MOM vs SOE model

October 29th, 2013 at 4:00 pm by David Farrar

Stacey Kirk at Stuff reports:

If Solid Energy was partly privatised, it probably would not be in the mess it is in now, Prime Minister says.

Continuing to defend the Government’s sell-down of state assets, Key said today a deal to bailout Solid Energy might not have been necessary had the company been partially floated.

“My own personal view is if we’d had the mixed ownership model applied to Solid Energy, it may well not have gotten itself in the mess it did,” he told Firstline.

“That’s because the external analysis would have rung a lot of bells and demanded a lot more accountability,” he said.

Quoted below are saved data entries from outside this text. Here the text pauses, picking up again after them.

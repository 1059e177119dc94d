use async_trait::async_trait;
use dashmap::DashMap;
use std::collections::HashMap;
use std::sync::atomic::{AtomicUsize, Ordering};

use crate::error::SyncResult;
use crate::types::{PoolId, PoolInfo};

/// Keyed persistent store of [`PoolInfo`] rows, partitioned by a domain string.
#[async_trait]
pub trait PoolRepository: Send + Sync {
    async fn fetch_all(&self, domain: &str) -> SyncResult<Vec<PoolInfo>>;

    /// Applies `upserts` and `deletes` as one atomic batch.
    async fn save(&self, domain: &str, upserts: &[PoolInfo], deletes: &[PoolId]) -> SyncResult<()>;
}

#[derive(Default)]
pub struct InMemoryPoolRepository {
    domains: DashMap<String, HashMap<PoolId, PoolInfo>>,
    saves: AtomicUsize,
}

impl InMemoryPoolRepository {
    pub fn new() -> Self {
        Self::default()
    }

    /// Number of `save` calls applied so far.
    pub fn save_count(&self) -> usize {
        self.saves.load(Ordering::SeqCst)
    }

    pub fn get(&self, domain: &str, id: &PoolId) -> Option<PoolInfo> {
        self.domains.get(domain).and_then(|rows| rows.get(id).cloned())
    }
}

#[async_trait]
impl PoolRepository for InMemoryPoolRepository {
    async fn fetch_all(&self, domain: &str) -> SyncResult<Vec<PoolInfo>> {
        let mut rows: Vec<PoolInfo> = self
            .domains
            .get(domain)
            .map(|rows| rows.values().cloned().collect())
            .unwrap_or_default();
        rows.sort_by_key(|r| r.pool_id);
        Ok(rows)
    }

    async fn save(&self, domain: &str, upserts: &[PoolInfo], deletes: &[PoolId]) -> SyncResult<()> {
        let mut rows = self.domains.entry(domain.to_string()).or_default();
        for id in deletes {
            rows.remove(id);
        }
        for row in upserts {
            rows.insert(row.pool_id, row.clone());
        }
        self.saves.fetch_add(1, Ordering::SeqCst);
        Ok(())
    }
}

#[cfg(test)]
mod tests {
    use super::*;
    use crate::types::PoolIdentity;
    use ethers::types::H256;
    use rust_decimal::Decimal;

    fn row(target: u8) -> PoolInfo {
        let identity = PoolIdentity::new(H256::repeat_byte(1), H256::repeat_byte(target), H256::zero());
        PoolInfo {
            pool_id: identity.pool_id(),
            chain_id: "sora".into(),
            account_id: identity.account_id,
            base_asset_id: identity.base_asset_id,
            target_asset_id: identity.target_asset_id,
            reserves_id: None,
            base_asset_pooled: Decimal::ZERO,
            target_asset_pooled: Decimal::ZERO,
            account_pool_share: Decimal::ZERO,
            base_asset_reserves: None,
            target_asset_reserves: None,
            is_favorite: false,
            order_index: None,
            farms: vec![],
        }
    }

    #[tokio::test]
    async fn domains_are_isolated() {
        let repo = InMemoryPoolRepository::new();
        repo.save("pools", &[row(2), row(3)], &[]).await.unwrap();
        repo.save("other", &[row(4)], &[]).await.unwrap();

        assert_eq!(repo.fetch_all("pools").await.unwrap().len(), 2);
        assert_eq!(repo.fetch_all("other").await.unwrap().len(), 1);
        assert!(repo.fetch_all("empty").await.unwrap().is_empty());
    }

    #[tokio::test]
    async fn save_applies_upserts_and_deletes() {
        let repo = InMemoryPoolRepository::new();
        repo.save("pools", &[row(2), row(3)], &[]).await.unwrap();

        let mut updated = row(3);
        updated.is_favorite = true;
        repo.save("pools", &[updated.clone()], &[row(2).pool_id])
            .await
            .unwrap();

        let rows = repo.fetch_all("pools").await.unwrap();
        assert_eq!(rows, vec![updated]);
        assert_eq!(repo.save_count(), 2);
    }
}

This is absolutely right.  Companies listed on the NZX have continuous disclosure obligations. They have a share price which indicates what the investment experts and shareholders think the company is worth. You get far far more accountability with an NZX listing than you do with an SOE.

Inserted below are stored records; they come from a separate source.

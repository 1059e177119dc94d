//! Per-pair trigger gate for subscription-driven reconciliation.
//!
//! Each key has an explicit `primed` flag: the first signal after subscribing is the
//! subscription's initial snapshot and is discarded. Later signals use a leading debounce:
//! the first one fires, and any signal that arrives while a pass for the key is in flight
//! or within the quiet interval of the previous signal is coalesced into it. Every
//! coalesced signal restarts the quiet interval.
//!
//! A signal that lands after the fired pass has started reading the chain may describe a
//! change that pass missed. It marks the key dirty and [`TriggerGate::complete`] then asks
//! for exactly one follow-up pass, so passes for one key never overlap.

use std::collections::HashMap;
use std::sync::{Mutex, MutexGuard};
use std::time::Duration;
use tokio::time::Instant;

use crate::types::AssetId;

/// Debounce key. `target == None` is the account membership key of `base`.
#[derive(Debug, Clone, Copy, PartialEq, Eq, Hash)]
pub struct PairKey {
    pub base: AssetId,
    pub target: Option<AssetId>,
}

impl PairKey {
    pub fn pair(base: AssetId, target: AssetId) -> Self {
        Self {
            base,
            target: Some(target),
        }
    }

    pub fn membership(base: AssetId) -> Self {
        Self { base, target: None }
    }
}

#[derive(Debug, Clone, Copy, PartialEq, Eq)]
pub enum TriggerDecision {
    /// Initial snapshot of a fresh subscription.
    Discarded,
    /// Folded into a pass that already fired.
    Coalesced,
    /// Start a reconciliation pass: call [`TriggerGate::begin`] before reading the chain
    /// and [`TriggerGate::complete`] afterwards.
    Fire,
}

#[derive(Debug, Default)]
struct Slot {
    primed: bool,
    last_signal: Option<Instant>,
    in_flight: bool,
    running: bool,
    dirty: bool,
}

#[derive(Debug)]
pub struct TriggerGate {
    quiet: Duration,
    slots: Mutex<HashMap<PairKey, Slot>>,
}

impl TriggerGate {
    pub fn new(quiet: Duration) -> Self {
        Self {
            quiet,
            slots: Mutex::new(HashMap::new()),
        }
    }

    fn slots(&self) -> MutexGuard<'_, HashMap<PairKey, Slot>> {
        match self.slots.lock() {
            Ok(guard) => guard,
            Err(poisoned) => poisoned.into_inner(),
        }
    }

    pub fn signal(&self, key: PairKey) -> TriggerDecision {
        let now = Instant::now();
        let mut slots = self.slots();
        let slot = slots.entry(key).or_default();

        if !slot.primed {
            slot.primed = true;
            return TriggerDecision::Discarded;
        }

        let within_window = slot
            .last_signal
            .map_or(false, |last| now.saturating_duration_since(last) < self.quiet);
        slot.last_signal = Some(now);

        if slot.in_flight {
            slot.dirty |= slot.running;
            return TriggerDecision::Coalesced;
        }
        if within_window {
            return TriggerDecision::Coalesced;
        }
        slot.in_flight = true;
        TriggerDecision::Fire
    }

    /// The fired pass for `key` is about to read the chain.
    pub fn begin(&self, key: PairKey) {
        if let Some(slot) = self.slots().get_mut(&key) {
            slot.running = true;
        }
    }

    /// Marks the pass fired for `key` as finished. Returns `true` when a signal arrived
    /// while it was running; the key then stays in flight and the caller runs one more
    /// pass, starting again with [`TriggerGate::begin`].
    pub fn complete(&self, key: PairKey) -> bool {
        let mut slots = self.slots();
        let Some(slot) = slots.get_mut(&key) else {
            return false;
        };
        slot.running = false;
        if slot.dirty {
            slot.dirty = false;
            return true;
        }
        slot.in_flight = false;
        false
    }

    pub fn is_primed(&self, key: &PairKey) -> bool {
        self.slots().get(key).map_or(false, |s| s.primed)
    }

    /// Forgets every key of `base`; its next signal is treated as an initial snapshot.
    pub fn remove_base(&self, base: &AssetId) {
        self.slots().retain(|key, _| key.base != *base);
    }

    /// Forgets one key.
    pub fn remove(&self, key: &PairKey) {
        self.slots().remove(key);
    }
}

He also said other state-owned assets such as TVNZ and NZ Post, had proven not to be good long-term investments to hold on to.

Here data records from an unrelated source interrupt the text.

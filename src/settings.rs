use config::{Config, ConfigError, Environment, File};
use serde::Deserialize;
use std::env;

#[derive(Debug, Deserialize, Clone)]
pub struct Rpc {
    pub ws_url: String,
    #[serde(default = "default_request_timeout_ms")]
    pub request_timeout_ms: u64,
    #[serde(default = "default_max_retries")]
    pub max_retries: usize,
    #[serde(default = "default_retry_base_ms")]
    pub retry_base_ms: u64,
    /// Requests per second sent over the socket. Unset means unlimited.
    #[serde(default)]
    pub qps_limit: Option<u32>,
}

fn default_request_timeout_ms() -> u64 {
    10_000
}
fn default_max_retries() -> usize {
    2
}
fn default_retry_base_ms() -> u64 {
    200
}

#[derive(Debug, Deserialize, Clone)]
pub struct SyncSettings {
    #[serde(default = "default_chain_id")]
    pub chain_id: String,
    /// Hex account whose pool positions are tracked.
    pub account_id: String,
    #[serde(default = "default_debounce_ms")]
    pub debounce_ms: u64,
    #[serde(default = "default_max_concurrency")]
    pub max_concurrency: usize,
    #[serde(default = "default_repository_domain")]
    pub repository_domain: String,
}

fn default_chain_id() -> String {
    "sora".to_string()
}
fn default_debounce_ms() -> u64 {
    250
}
fn default_max_concurrency() -> usize {
    8
}
fn default_repository_domain() -> String {
    "pools".to_string()
}

#[derive(Debug, Deserialize, Clone)]
pub struct Storage {
    #[serde(default = "default_keys_page_size")]
    pub keys_page_size: u32,
    #[serde(default = "default_query_batch_size")]
    pub query_batch_size: usize,
}

fn default_keys_page_size() -> u32 {
    500
}
fn default_query_batch_size() -> usize {
    100
}

impl Default for Storage {
    fn default() -> Self {
        Self {
            keys_page_size: default_keys_page_size(),
            query_batch_size: default_query_batch_size(),
        }
    }
}

#[derive(Debug, Deserialize, Clone, Default)]
pub struct Apy {
    /// GraphQL endpoint serving the yield table. Unset disables APY lookups.
    #[serde(default)]
    pub endpoint: Option<String>,
    /// Seconds before the table is refetched. Unset keeps it for the process lifetime.
    #[serde(default)]
    pub ttl_seconds: Option<u64>,
}

#[derive(Debug, Deserialize, Clone, Default)]
pub struct OrderStoreSettings {
    #[serde(default)]
    pub path: Option<String>,
}

#[derive(Debug, Deserialize, Clone, Default)]
pub struct Database {
    #[serde(default)]
    pub url: Option<String>,
}

#[derive(Debug, Deserialize, Clone)]
pub struct AssetConfig {
    pub id: String,
    pub symbol: String,
    pub precision: u32,
}

#[derive(Debug, Deserialize, Clone)]
pub struct Settings {
    pub rpc: Rpc,
    pub sync: SyncSettings,
    #[serde(default)]
    pub storage: Storage,
    #[serde(default)]
    pub apy: Apy,
    #[serde(default)]
    pub order_store: OrderStoreSettings,
    #[serde(default)]
    pub database: Database,
    #[serde(default)]
    pub assets: Vec<AssetConfig>,
}

impl Settings {
    pub fn new() -> Result<Self, ConfigError> {
        Self::from_path("Config.toml")
    }

    pub fn from_path(path: &str) -> Result<Self, ConfigError> {
        let s = Config::builder()
            .add_source(File::with_name(path))
            .add_source(Environment::with_prefix("POOL_SYNC_CFG").separator("__"))
            .build()?;

        let mut settings: Self = s.try_deserialize()?;
        settings.apply_env_overrides();
        Ok(settings)
    }

    fn apply_env_overrides(&mut self) {
        if let Some(ws) = non_empty_env("POOL_SYNC_WS_URL") {
            self.rpc.ws_url = ws;
        }
        if let Some(db) = non_empty_env("POOL_SYNC_DATABASE_URL") {
            self.database.url = Some(db);
        }
        if let Some(account) = non_empty_env("POOL_SYNC_ACCOUNT_ID") {
            self.sync.account_id = account;
        }
    }
}

fn non_empty_env(key: &str) -> Option<String> {
    env::var(key)
        .ok()
        .map(|v| v.trim().to_string())
        .filter(|v| !v.is_empty())
}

TVNZ and NZ Post will probably both be worth next to nothing in 10 years times. We should be selling them while we can get a cent for them.

“People look at it through rose-tinted glasses, but the reality is the SOE [State-Owned Enterprise] model is not actually a brilliant model,” he said.

“The mixed-ownership model is probably a better model,” he said.

I prefer a full private ownership model if the company is a commercial trading company, but MOM is certainly superior to SOE.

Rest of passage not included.